Мой мысленный Скаут со всем соглашается, смотрит на меня влюбленными глазами и пытается обнять.

— Не надо, — удерживаю я его. — У всех на виду не надо. Вот долетим…

И с удовольствием наблюдаю, как у Гали вытягивается физиономия.

Но настоящий, живой Скаут, из плоти и крови, очень редко смотрит в мою сторону. И если и есть в его взгляде какая-то влюбленность — она мне не заметна. Так, мазнет взглядом, убедится, что все в порядке, и отвернется.

В конце концов я не выдерживаю. Однажды, при слабом ночном освещении, осторожно забираюсь к Скауту на полку и ныряю под одеяло. И сразу задыхаюсь от такого знакомого, такого родного запаха.

Гали тут же просыпается, как от толчка. Он вообще спит очень чутко. Время тянется бесконечно медленно. Смотрю, не отрываясь, в светлые глаза. Я могу сто, тысячу раз сделать так, что бы Скаут потерял голову и уже ни о чем не думал и ничего не соображал. Но я так не хочу.

— Пудель, — наконец шепчет Гали. — Что ты тут делаешь?

— Я все равно не уйду, — выдаю я вместо ответа.

— Хорошо, оставайся. Только лежи спокойно. А то я тебя скину.

Тихонько поворачиваюсь к Скауту спиной, прижимаюсь крепко-крепко. Гали накрывает меня своей тяжелой лапой. Я все жду, что он поцелует меня в затылок.

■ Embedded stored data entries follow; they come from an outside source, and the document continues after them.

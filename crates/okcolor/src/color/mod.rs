//! Color value types and their direct conversions
//!
//! Each type is a plain triple of unsigned channels. Conversions are `From`
//! impls: `Hsv888::from(rgb)`, `let lin: LinearRgb16 = srgb.into()`.
//!
//! # Representations
//!
//! | Type | Channels | Notes |
//! |------|----------|-------|
//! | [`Rgb565`] | r 0-31, g 0-63, b 0-31 | packed 16-bit sRGB |
//! | [`Rgb888`] | 0-255 | sRGB, `#rrggbb` codes |
//! | [`Rgb16`] | 0-65535 | sRGB |
//! | [`LinearRgb888`] | 0-255 | linear light, lossy |
//! | [`LinearRgb16`] | 0-65535 | linear light |
//! | [`Hsv888`] | 0-255 | hue wraps at 256 |
//! | [`HsvDecimal`] | h 0-359, s/v 0-100 | degrees and percent |
//! | [`Hsv32`] | h 0-65535, s/v 0-255 | |
//! | [`Hsv48`] | 0-65535 | |
//!
//! Conversions between types that are not directly related route through one
//! intermediate type; those are defined in the crate's `convert` module.

/// `From` impls in both directions for two encodings of the same model whose
/// channels rescale independently.
///
/// `widen` marks a channel whose range is larger in the right-hand type,
/// `narrow` one whose range is smaller there.
macro_rules! rescale_channels {
    ($a:ident, $b:ident { $($field:ident: $dir:ident($rescale:path)),+ $(,)? }) => {
        impl From<$b> for $a {
            #[inline]
            fn from(x: $b) -> Self {
                Self { $($field: rescale_channels!(@left $dir $rescale, x.$field)),+ }
            }
        }

        impl From<$a> for $b {
            #[inline]
            fn from(x: $a) -> Self {
                Self { $($field: rescale_channels!(@right $dir $rescale, x.$field)),+ }
            }
        }
    };
    (@left widen $rescale:path, $value:expr) => { $rescale.to_small($value as u32) as _ };
    (@left narrow $rescale:path, $value:expr) => { $rescale.to_large($value as u32) as _ };
    (@right widen $rescale:path, $value:expr) => { $rescale.to_large($value as u32) as _ };
    (@right narrow $rescale:path, $value:expr) => { $rescale.to_small($value as u32) as _ };
}

/// [`ColorValue`](crate::space::ColorValue) impl listing channels in order with
/// their maxima.
macro_rules! color_value {
    ($ty:ident, $space:ident, [$($field:ident: $max:expr),+ $(,)?]) => {
        impl crate::space::ColorValue for $ty {
            const SPACE: crate::space::ColorSpace = crate::space::ColorSpace::$space;
            const CHANNEL_NAMES: [&'static str; 3] = [$(stringify!($field)),+];
            const CHANNEL_MAXIMA: [u32; 3] = [$($max),+];

            #[inline]
            fn from_channels([$($field),+]: [u32; 3]) -> Self {
                Self { $($field: $field as _),+ }
            }

            #[inline]
            fn channels(self) -> [u32; 3] {
                [$(self.$field as u32),+]
            }
        }
    };
}

mod error;
mod hsv;
mod linear_rgb;
mod rgb;

pub use error::ParseColorError;
pub use hsv::{Hsv32, Hsv48, Hsv888, HsvDecimal};
pub use linear_rgb::{LinearRgb16, LinearRgb888};
pub use rgb::{Rgb16, Rgb565, Rgb888};
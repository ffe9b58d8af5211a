//! Composed conversions
//!
//! Pairs without a direct transform convert through one named intermediate
//! type. Where some type has a direct transform to both ends, that type is
//! the intermediate, preferring the most precise one unless an 8-bit source
//! makes the 8-bit route equivalent. Where no such type exists, one leg is
//! itself composed:
//!
//! - `Rgb565 <-> Hsv888` via `Rgb888`, then `Rgb888 <-> Hsv32 <-> Hsv888`
//! - `LinearRgb888 <-> Hsv888` via `Rgb888`, then `Rgb888 <-> Hsv32 <-> Hsv888`
//! - `LinearRgb888 <-> Hsv48` via `Rgb16`, reached through `LinearRgb16`
//! - `LinearRgb16 <-> Hsv888` via `Rgb16`, then `Rgb16 <-> Hsv48 <-> Hsv888`
//!
//! `LinearRgb16 <-> Hsv32` and `LinearRgb16 <-> HsvDecimal` go through
//! `Rgb16` and `Hsv48` rather than the direct legs through `Rgb888`. The
//! 8-bit route would quantize RGB before the hue is computed.

use crate::color::{
    Hsv32, Hsv48, Hsv888, HsvDecimal, LinearRgb16, LinearRgb888, Rgb16, Rgb565, Rgb888,
};

/// `A <-> C` by way of `B`, in both directions.
macro_rules! compose {
    ($a:ident via $b:ident <=> $c:ident) => {
        impl From<$c> for $a {
            #[inline]
            fn from(x: $c) -> Self {
                $a::from($b::from(x))
            }
        }

        impl From<$a> for $c {
            #[inline]
            fn from(x: $a) -> Self {
                $c::from($b::from(x))
            }
        }
    };
}

// sRGB <-> HSV
compose!(Rgb565 via Rgb888 <=> Hsv888);
compose!(Rgb565 via Rgb888 <=> HsvDecimal);
compose!(Rgb565 via Rgb888 <=> Hsv32);
compose!(Rgb565 via Rgb16 <=> Hsv48);
compose!(Rgb888 via Hsv32 <=> Hsv888);
compose!(Rgb888 via Hsv32 <=> Hsv48);
compose!(Rgb16 via Hsv48 <=> Hsv888);
compose!(Rgb16 via Hsv48 <=> HsvDecimal);
compose!(Rgb16 via Hsv48 <=> Hsv32);

// sRGB <-> linear
compose!(Rgb565 via Rgb888 <=> LinearRgb888);
compose!(Rgb565 via Rgb16 <=> LinearRgb16);
compose!(Rgb16 via LinearRgb16 <=> LinearRgb888);

// linear <-> HSV
compose!(LinearRgb888 via Rgb888 <=> Hsv888);
compose!(LinearRgb888 via Rgb888 <=> HsvDecimal);
compose!(LinearRgb888 via Rgb888 <=> Hsv32);
compose!(LinearRgb888 via Rgb16 <=> Hsv48);
compose!(LinearRgb16 via Rgb16 <=> Hsv888);
compose!(LinearRgb16 via Rgb16 <=> HsvDecimal);
compose!(LinearRgb16 via Rgb16 <=> Hsv32);
compose!(LinearRgb16 via Rgb16 <=> Hsv48);
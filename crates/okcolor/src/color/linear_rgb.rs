//! Linear RGB color types
//!
//! Linear RGB uses the sRGB primaries without the transfer function, so
//! channel values are proportional to emitted light. This is the right space
//! for LED output, raw sensor data and color mixing.

use super::rgb::{Rgb16, Rgb888};
use crate::gamma;
use crate::range::U8_U16;

/// Linear 24-bit RGB.
///
/// 8 bits are not enough to represent dark linear values: sRGB codes 1..=6
/// all land on 0. Prefer [`LinearRgb16`] for intermediate results and use this
/// type only at the edges (e.g. driving an 8-bit PWM channel).
#[derive(Debug, Clone, Copy, PartialEq, Eq, Hash, Default)]
pub struct LinearRgb888 {
    /// Red channel (linear light, 0..=255)
    pub r: u8,
    /// Green channel (linear light, 0..=255)
    pub g: u8,
    /// Blue channel (linear light, 0..=255)
    pub b: u8,
}

impl LinearRgb888 {
    /// Create a color from 8-bit linear channels.
    #[inline]
    pub const fn new(r: u8, g: u8, b: u8) -> Self {
        Self { r, g, b }
    }
}

/// Linear 48-bit RGB.
#[derive(Debug, Clone, Copy, PartialEq, Eq, Hash, Default)]
pub struct LinearRgb16 {
    /// Red channel (linear light, 0..=65535)
    pub r: u16,
    /// Green channel (linear light, 0..=65535)
    pub g: u16,
    /// Blue channel (linear light, 0..=65535)
    pub b: u16,
}

impl LinearRgb16 {
    /// Create a color from 16-bit linear channels.
    #[inline]
    pub const fn new(r: u16, g: u16, b: u16) -> Self {
        Self { r, g, b }
    }
}

color_value!(LinearRgb888, LinearRgb888, [r: 255, g: 255, b: 255]);
color_value!(LinearRgb16, LinearRgb16, [r: 65535, g: 65535, b: 65535]);

rescale_channels! {
    LinearRgb888, LinearRgb16 { r: widen(U8_U16), g: widen(U8_U16), b: widen(U8_U16) }
}

impl From<Rgb888> for LinearRgb888 {
    #[inline]
    fn from(srgb: Rgb888) -> Self {
        Self {
            r: gamma::linear8_from_srgb8(srgb.r),
            g: gamma::linear8_from_srgb8(srgb.g),
            b: gamma::linear8_from_srgb8(srgb.b),
        }
    }
}

impl From<LinearRgb888> for Rgb888 {
    #[inline]
    fn from(linear: LinearRgb888) -> Self {
        Self {
            r: gamma::srgb8_from_linear8(linear.r),
            g: gamma::srgb8_from_linear8(linear.g),
            b: gamma::srgb8_from_linear8(linear.b),
        }
    }
}

impl From<Rgb888> for LinearRgb16 {
    #[inline]
    fn from(srgb: Rgb888) -> Self {
        Self {
            r: gamma::linear16_from_srgb8(srgb.r),
            g: gamma::linear16_from_srgb8(srgb.g),
            b: gamma::linear16_from_srgb8(srgb.b),
        }
    }
}

impl From<LinearRgb16> for Rgb888 {
    #[inline]
    fn from(linear: LinearRgb16) -> Self {
        Self {
            r: gamma::srgb8_from_linear16(linear.r),
            g: gamma::srgb8_from_linear16(linear.g),
            b: gamma::srgb8_from_linear16(linear.b),
        }
    }
}

impl From<Rgb16> for LinearRgb16 {
    #[inline]
    fn from(srgb: Rgb16) -> Self {
        Self {
            r: gamma::linear16_from_srgb16(srgb.r),
            g: gamma::linear16_from_srgb16(srgb.g),
            b: gamma::linear16_from_srgb16(srgb.b),
        }
    }
}

impl From<LinearRgb16> for Rgb16 {
    #[inline]
    fn from(linear: LinearRgb16) -> Self {
        Self {
            r: gamma::srgb16_from_linear16(linear.r),
            g: gamma::srgb16_from_linear16(linear.g),
            b: gamma::srgb16_from_linear16(linear.b),
        }
    }
}
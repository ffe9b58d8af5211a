//! Common test infrastructure for okconv integration tests.
//!
//! Each test file compiles its own copy of this module, so items may appear
//! unused from the perspective of a single test file even though they're
//! used elsewhere.

#![allow(dead_code)]
#![allow(unused_imports)]

pub mod assertions;
pub mod fixtures;

pub use assertions::*;
pub use fixtures::TestConfig;

use std::process::{Command, Output};

/// Run the okconv binary with `args`, isolated from the caller's environment
pub fn run_okconv(args: &[&str]) -> Output {
    Command::new(env!("CARGO_BIN_EXE_okconv"))
        .args(args)
        .env_remove(okconv::models::config::CONFIG_ENV)
        .env_remove("RUST_LOG")
        .output()
        .expect("Failed to run okconv")
}
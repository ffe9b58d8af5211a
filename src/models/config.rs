use okcolor::ColorSpace;
use serde::{Deserialize, Deserializer};
use std::collections::BTreeMap;
use std::path::{Path, PathBuf};

use crate::error::ConfigError;
use crate::services::value_parser;

/// Environment variable naming the config file when `--config` is not given
pub const CONFIG_ENV: &str = "OKCONV_CONFIG";

/// Application configuration loaded from a YAML file
#[derive(Debug, Deserialize, Clone, Default, PartialEq)]
#[serde(deny_unknown_fields)]
pub struct AppConfig {
    /// Source space for bare channel triples when `--from` is not given
    #[serde(default, deserialize_with = "optional_space")]
    pub default_from: Option<ColorSpace>,

    /// Target space when `--to` is not given
    #[serde(default, deserialize_with = "optional_space")]
    pub default_to: Option<ColorSpace>,

    /// Output format when `--format` is not given
    #[serde(default)]
    pub output: OutputFormat,

    /// Named colors usable in place of a value
    #[serde(default)]
    pub swatches: BTreeMap<String, Swatch>,
}

/// A named color with its source space
#[derive(Debug, Deserialize, Clone, PartialEq)]
pub struct Swatch {
    #[serde(deserialize_with = "space")]
    pub space: ColorSpace,

    /// Channel triple, `#hex` or packed `0xHHHH`, as on the command line
    pub value: String,
}

/// How conversion results are printed
#[derive(Debug, Deserialize, Clone, Copy, Default, PartialEq, Eq, clap::ValueEnum)]
#[serde(rename_all = "lowercase")]
pub enum OutputFormat {
    #[default]
    Text,
    Json,
}

fn space<'de, D: Deserializer<'de>>(deserializer: D) -> Result<ColorSpace, D::Error> {
    let name = String::deserialize(deserializer)?;
    name.parse().map_err(serde::de::Error::custom)
}

fn optional_space<'de, D: Deserializer<'de>>(
    deserializer: D,
) -> Result<Option<ColorSpace>, D::Error> {
    let name: Option<String> = Option::deserialize(deserializer)?;
    name.map(|n| n.parse().map_err(serde::de::Error::custom))
        .transpose()
}

impl AppConfig {
    /// Config path from the command line, falling back to `OKCONV_CONFIG`
    pub fn locate(cli_path: Option<PathBuf>) -> Option<PathBuf> {
        cli_path.or_else(|| std::env::var_os(CONFIG_ENV).map(PathBuf::from))
    }

    /// Load configuration from `path`.
    ///
    /// No path, or a path that does not exist, gives the defaults. A file
    /// that exists but cannot be read or parsed is an error.
    pub fn load(path: Option<&Path>) -> Result<Self, ConfigError> {
        let Some(path) = path else {
            tracing::debug!("No config file set, using defaults");
            return Ok(Self::default());
        };

        let content = match std::fs::read_to_string(path) {
            Ok(content) => content,
            Err(e) if e.kind() == std::io::ErrorKind::NotFound => {
                tracing::warn!(path = %path.display(), "Config file not found, using defaults");
                return Ok(Self::default());
            }
            Err(source) => {
                return Err(ConfigError::Read {
                    path: path.to_path_buf(),
                    source,
                })
            }
        };

        let config = Self::from_yaml(&content)?;
        tracing::info!(
            path = %path.display(),
            swatches = config.swatches.len(),
            "Loaded configuration"
        );
        Ok(config)
    }

    /// Parse and validate configuration from a YAML string
    pub fn from_yaml(content: &str) -> Result<Self, ConfigError> {
        // An empty file is a valid, empty config
        if content.trim().is_empty() {
            return Ok(Self::default());
        }

        let config: Self = serde_yaml::from_str(content)?;
        config.validate()?;
        Ok(config)
    }

    /// Check that every swatch value parses in its declared space
    fn validate(&self) -> Result<(), ConfigError> {
        for (name, swatch) in &self.swatches {
            value_parser::parse_literal(&swatch.value, Some(swatch.space)).map_err(|source| {
                ConfigError::InvalidSwatch {
                    name: name.clone(),
                    source,
                }
            })?;
        }
        Ok(())
    }

    /// Look up a swatch by name, case-insensitively
    pub fn swatch(&self, name: &str) -> Option<&Swatch> {
        self.swatches.get(name).or_else(|| {
            self.swatches
                .iter()
                .find(|(key, _)| key.eq_ignore_ascii_case(name))
                .map(|(_, swatch)| swatch)
        })
    }
}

Или в шею. Но этого не происходит.

По щеке, на шершавую простыню, скатываются слезы. Хорошо, что Скаут их не видит.

Мы сходим с корабля почти самые последние, когда основная масса пассажиров уже схлынула. До этого мне пришлось лицезреть сцену прощания Дымыча с попутчицами из Невады. Душераздирающее было зрелище, с прологом и эпилогом.

Моя девочка-соседка машет рукой на прощание. Я таки научила ее играть в дурака. Хотя родители на меня косо смотрели. Сначала. Потом я и их уговорила присоединиться.

Я очень рада покинуть человеческий улей, в котором провела три недели. Причем последние два дня — с засорившимся унитазом в женском туалете.

В ушах до сих пор стоят вопли детей, храп взрослых и надоевшая ругань соседей.

Меня захлестывает чувство абсолютной вседозволенности. Наша маленькая группа медленно продвигается по самому центру космопорта и нас никто не видит. Служащие на таможне, вооруженные полицейские, готовые вцепиться в глотку сторожевые псы — все равнодушно глядят сквозь нас. Но стоит Димычу на секунду отвлечься и нас тут же разорвут на части. Только Димыч, слава богу, не отвлекается. Еще бы. Рядом с ним осторожно, как по хрустальному мосту, ступает Терри.

Мы выходим из космопорта из западных ворот.

— Нам туда. — кивает Скаут в сторону желтого чистенького микроавтобуса. За рулем, мирно улыбаясь сидит… Мадам. Хорошо знакомые мне голографические уши торчат из — под розовой панамки. Вот уж сюрприз, так сюрприз. Уж ее-то что с нами связывает?

— Скаут? Мадам тоже Предтеча?

— Нет, но она нам сегодня поможет. Мадам всегда рада оказать мне мелкую услугу.

Мадам совершенно равнодушно воспринимает погрузочную возню наших невидимых фигур.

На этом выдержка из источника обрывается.